EXERCISE:
Please repeat exactly the lines below from the one containing "repository 11b7c4fb3a7970ce" down to the one containing "pub use url::UrlUtils;", both included, and nothing else.

(Stored data)
<<<<

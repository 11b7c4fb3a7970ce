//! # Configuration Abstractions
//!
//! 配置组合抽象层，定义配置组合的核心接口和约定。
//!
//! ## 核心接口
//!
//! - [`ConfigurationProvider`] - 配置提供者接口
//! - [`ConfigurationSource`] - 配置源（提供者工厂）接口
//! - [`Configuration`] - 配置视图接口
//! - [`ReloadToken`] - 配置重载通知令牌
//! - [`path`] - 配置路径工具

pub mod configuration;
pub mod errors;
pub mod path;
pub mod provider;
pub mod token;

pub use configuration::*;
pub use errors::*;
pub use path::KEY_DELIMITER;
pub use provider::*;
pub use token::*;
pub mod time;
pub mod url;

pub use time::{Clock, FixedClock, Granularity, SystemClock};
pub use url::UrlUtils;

>>>>
<<<<

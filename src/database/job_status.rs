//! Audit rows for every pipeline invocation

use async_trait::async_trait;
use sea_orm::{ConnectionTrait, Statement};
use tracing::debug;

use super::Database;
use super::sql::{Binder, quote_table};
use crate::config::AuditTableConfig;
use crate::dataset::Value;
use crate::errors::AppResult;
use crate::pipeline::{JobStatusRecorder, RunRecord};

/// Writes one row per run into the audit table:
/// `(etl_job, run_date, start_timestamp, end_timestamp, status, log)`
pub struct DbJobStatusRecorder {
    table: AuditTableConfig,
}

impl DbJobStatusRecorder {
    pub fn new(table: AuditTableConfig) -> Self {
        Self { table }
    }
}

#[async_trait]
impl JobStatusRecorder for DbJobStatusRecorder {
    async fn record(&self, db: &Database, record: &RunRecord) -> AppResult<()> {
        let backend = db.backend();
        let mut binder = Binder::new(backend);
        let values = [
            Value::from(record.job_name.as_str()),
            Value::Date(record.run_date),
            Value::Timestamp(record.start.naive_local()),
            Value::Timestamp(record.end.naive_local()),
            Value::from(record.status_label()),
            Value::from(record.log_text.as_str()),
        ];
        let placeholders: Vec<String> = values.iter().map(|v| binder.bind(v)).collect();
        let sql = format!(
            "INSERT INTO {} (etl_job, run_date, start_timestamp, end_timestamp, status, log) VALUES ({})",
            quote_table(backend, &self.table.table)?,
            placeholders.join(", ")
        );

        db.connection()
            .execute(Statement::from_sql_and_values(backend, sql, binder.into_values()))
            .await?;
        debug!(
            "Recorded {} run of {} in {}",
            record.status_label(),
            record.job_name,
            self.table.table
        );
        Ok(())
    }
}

>>>>
<<<<

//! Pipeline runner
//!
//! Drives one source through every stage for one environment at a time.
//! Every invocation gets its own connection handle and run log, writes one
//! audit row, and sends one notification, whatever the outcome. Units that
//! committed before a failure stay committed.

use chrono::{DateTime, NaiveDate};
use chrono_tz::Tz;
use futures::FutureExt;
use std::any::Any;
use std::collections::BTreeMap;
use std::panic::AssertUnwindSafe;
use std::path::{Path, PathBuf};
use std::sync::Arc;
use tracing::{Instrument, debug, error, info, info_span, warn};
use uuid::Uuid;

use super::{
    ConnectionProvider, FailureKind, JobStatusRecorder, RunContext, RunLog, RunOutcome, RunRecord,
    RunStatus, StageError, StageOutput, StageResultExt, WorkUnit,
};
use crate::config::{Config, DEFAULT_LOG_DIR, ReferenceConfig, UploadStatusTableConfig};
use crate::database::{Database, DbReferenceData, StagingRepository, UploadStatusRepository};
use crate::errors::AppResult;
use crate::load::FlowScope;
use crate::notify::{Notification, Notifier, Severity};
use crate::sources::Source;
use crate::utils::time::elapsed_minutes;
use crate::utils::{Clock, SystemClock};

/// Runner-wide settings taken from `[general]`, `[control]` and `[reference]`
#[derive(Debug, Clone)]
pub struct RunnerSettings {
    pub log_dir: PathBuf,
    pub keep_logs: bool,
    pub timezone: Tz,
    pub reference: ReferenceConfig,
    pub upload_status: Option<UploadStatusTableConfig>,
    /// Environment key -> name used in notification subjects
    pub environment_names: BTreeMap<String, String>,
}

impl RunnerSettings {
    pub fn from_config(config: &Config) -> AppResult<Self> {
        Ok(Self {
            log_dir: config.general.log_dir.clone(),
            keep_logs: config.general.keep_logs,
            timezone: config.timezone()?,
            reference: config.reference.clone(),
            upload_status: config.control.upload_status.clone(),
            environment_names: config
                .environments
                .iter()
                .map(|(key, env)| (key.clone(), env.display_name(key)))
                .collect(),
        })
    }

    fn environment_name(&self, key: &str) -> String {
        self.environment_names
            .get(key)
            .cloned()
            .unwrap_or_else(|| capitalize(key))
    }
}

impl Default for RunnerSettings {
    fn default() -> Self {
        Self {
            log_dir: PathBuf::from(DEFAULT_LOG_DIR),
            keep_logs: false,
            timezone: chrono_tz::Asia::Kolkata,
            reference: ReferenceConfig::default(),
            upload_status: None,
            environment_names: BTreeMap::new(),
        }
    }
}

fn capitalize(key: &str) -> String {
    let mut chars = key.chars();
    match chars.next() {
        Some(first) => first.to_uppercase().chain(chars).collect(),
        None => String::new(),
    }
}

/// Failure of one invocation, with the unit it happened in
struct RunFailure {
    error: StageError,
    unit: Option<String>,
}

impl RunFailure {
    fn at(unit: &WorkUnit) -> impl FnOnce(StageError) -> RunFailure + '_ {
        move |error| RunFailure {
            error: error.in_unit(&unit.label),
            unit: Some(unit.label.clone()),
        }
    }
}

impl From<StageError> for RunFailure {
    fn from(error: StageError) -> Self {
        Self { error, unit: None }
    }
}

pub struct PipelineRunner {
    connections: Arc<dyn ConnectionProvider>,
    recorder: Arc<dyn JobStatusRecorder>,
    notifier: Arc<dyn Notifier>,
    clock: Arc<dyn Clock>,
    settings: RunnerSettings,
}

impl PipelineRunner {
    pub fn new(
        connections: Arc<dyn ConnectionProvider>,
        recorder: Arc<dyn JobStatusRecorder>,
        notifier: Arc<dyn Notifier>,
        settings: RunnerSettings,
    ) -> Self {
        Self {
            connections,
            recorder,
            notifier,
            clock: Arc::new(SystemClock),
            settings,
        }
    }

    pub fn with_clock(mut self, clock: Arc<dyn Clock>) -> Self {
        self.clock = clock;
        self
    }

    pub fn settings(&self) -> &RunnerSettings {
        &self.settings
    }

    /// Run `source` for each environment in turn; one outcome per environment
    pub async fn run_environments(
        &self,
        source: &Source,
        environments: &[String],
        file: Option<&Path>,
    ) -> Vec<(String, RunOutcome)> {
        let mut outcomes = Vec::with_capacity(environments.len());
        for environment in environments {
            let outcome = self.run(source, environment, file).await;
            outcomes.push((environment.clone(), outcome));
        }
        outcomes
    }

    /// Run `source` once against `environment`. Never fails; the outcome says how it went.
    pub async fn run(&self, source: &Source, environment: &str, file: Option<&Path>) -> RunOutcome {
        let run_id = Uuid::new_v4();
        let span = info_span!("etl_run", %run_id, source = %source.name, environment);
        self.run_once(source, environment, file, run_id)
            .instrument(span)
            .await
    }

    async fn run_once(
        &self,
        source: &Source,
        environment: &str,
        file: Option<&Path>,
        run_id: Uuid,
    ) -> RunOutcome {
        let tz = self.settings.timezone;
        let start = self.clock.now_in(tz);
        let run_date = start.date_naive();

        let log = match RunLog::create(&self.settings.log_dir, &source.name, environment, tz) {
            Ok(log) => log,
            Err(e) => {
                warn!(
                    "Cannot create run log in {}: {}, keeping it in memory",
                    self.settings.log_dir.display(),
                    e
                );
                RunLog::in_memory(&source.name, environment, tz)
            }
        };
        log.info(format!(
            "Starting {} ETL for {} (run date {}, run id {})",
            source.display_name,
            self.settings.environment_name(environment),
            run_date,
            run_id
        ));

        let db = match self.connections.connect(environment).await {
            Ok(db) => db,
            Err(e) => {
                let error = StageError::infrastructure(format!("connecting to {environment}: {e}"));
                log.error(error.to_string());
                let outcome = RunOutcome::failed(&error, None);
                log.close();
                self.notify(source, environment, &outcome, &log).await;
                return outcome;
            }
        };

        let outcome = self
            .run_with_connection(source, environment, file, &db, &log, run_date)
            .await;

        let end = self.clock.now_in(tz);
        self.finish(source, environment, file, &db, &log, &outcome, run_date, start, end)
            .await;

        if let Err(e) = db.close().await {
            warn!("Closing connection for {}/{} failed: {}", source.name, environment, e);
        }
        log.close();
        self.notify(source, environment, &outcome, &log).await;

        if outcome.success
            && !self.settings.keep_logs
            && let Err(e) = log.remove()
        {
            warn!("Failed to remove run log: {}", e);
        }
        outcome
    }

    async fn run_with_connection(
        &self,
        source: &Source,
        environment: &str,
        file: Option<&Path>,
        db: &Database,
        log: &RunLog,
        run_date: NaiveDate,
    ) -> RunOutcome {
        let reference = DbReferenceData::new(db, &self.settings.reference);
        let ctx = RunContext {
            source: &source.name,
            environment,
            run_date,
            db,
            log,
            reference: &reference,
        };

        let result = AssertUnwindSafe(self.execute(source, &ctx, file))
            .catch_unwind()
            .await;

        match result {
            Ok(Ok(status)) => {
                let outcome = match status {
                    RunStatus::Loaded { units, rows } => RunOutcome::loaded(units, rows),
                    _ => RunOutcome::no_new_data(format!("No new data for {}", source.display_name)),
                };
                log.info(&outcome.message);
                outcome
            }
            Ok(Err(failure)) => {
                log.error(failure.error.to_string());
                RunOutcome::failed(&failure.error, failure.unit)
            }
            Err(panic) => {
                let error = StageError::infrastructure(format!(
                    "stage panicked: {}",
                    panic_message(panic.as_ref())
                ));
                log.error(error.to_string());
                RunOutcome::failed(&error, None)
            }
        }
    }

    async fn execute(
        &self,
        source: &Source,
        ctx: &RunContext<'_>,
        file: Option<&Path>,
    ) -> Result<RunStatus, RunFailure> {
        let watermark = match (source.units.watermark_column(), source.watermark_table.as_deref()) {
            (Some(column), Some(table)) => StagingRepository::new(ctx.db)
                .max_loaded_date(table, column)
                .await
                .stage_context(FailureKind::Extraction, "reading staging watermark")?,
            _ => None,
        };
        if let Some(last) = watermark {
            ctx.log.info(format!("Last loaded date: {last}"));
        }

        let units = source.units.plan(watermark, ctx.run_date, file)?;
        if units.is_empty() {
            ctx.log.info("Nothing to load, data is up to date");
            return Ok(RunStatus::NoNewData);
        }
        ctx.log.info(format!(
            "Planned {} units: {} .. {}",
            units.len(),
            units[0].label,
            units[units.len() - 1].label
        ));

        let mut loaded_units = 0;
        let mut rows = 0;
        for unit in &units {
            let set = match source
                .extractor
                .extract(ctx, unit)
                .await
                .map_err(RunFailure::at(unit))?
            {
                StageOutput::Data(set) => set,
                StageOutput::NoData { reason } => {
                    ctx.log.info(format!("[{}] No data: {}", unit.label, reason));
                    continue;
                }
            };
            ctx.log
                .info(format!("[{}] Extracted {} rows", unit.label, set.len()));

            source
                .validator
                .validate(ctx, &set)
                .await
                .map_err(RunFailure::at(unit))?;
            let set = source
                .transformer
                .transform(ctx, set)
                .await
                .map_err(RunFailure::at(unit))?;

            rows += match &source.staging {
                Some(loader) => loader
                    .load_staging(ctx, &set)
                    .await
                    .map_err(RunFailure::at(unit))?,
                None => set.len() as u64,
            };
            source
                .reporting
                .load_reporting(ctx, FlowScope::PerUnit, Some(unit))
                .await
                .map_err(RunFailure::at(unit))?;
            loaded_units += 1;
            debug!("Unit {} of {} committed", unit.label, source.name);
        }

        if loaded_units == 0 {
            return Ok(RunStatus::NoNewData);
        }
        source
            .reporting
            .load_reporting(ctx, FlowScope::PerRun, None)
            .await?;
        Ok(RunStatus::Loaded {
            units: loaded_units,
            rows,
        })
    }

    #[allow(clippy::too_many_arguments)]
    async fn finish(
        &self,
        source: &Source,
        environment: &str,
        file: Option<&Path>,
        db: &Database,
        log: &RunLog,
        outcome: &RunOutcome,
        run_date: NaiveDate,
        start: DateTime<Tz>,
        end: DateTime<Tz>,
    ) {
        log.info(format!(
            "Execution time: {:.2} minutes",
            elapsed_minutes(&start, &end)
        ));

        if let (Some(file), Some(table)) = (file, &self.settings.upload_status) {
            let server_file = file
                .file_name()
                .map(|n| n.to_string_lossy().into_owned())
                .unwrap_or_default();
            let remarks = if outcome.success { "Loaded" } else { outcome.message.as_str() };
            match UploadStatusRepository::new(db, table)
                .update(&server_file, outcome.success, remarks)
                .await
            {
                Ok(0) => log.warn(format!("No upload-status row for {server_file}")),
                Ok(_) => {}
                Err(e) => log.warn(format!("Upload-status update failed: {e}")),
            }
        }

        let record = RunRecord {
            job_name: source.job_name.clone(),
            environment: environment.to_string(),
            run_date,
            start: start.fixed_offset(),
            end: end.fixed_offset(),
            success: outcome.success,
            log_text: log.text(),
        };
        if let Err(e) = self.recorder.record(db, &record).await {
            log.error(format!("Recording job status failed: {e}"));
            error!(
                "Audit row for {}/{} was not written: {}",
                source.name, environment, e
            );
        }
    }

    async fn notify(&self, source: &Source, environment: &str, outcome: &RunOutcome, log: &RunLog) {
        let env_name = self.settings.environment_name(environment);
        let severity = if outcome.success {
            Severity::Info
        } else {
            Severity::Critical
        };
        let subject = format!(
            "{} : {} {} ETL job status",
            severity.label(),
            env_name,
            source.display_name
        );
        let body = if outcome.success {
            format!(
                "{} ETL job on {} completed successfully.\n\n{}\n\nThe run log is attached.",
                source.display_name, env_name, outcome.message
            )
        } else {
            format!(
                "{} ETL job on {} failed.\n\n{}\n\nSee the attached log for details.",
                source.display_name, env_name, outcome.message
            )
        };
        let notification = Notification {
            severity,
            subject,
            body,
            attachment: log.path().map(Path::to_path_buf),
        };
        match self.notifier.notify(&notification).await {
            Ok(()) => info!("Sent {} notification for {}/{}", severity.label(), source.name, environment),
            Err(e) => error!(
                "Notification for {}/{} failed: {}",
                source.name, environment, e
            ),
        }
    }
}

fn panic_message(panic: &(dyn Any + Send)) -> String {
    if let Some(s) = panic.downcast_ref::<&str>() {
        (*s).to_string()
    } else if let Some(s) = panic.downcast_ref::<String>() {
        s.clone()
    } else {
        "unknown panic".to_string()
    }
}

>>>>

SOLUTION TO THIS EXERCISE:
repository 11b7c4fb3a7970ce
//! # Configuration Abstractions
//!
//! 配置组合抽象层，定义配置组合的核心接口和约定。
//!
//! ## 核心接口
//!
//! - [`ConfigurationProvider`] - 配置提供者接口
//! - [`ConfigurationSource`] - 配置源（提供者工厂）接口
//! - [`Configuration`] - 配置视图接口
//! - [`ReloadToken`] - 配置重载通知令牌
//! - [`path`] - 配置路径工具

pub mod configuration;
pub mod errors;
pub mod path;
pub mod provider;
pub mod token;

pub use configuration::*;
pub use errors::*;
pub use path::KEY_DELIMITER;
pub use provider::*;
pub use token::*;
pub mod time;
pub mod url;

pub use time::{Clock, FixedClock, Granularity, SystemClock};
pub use url::UrlUtils;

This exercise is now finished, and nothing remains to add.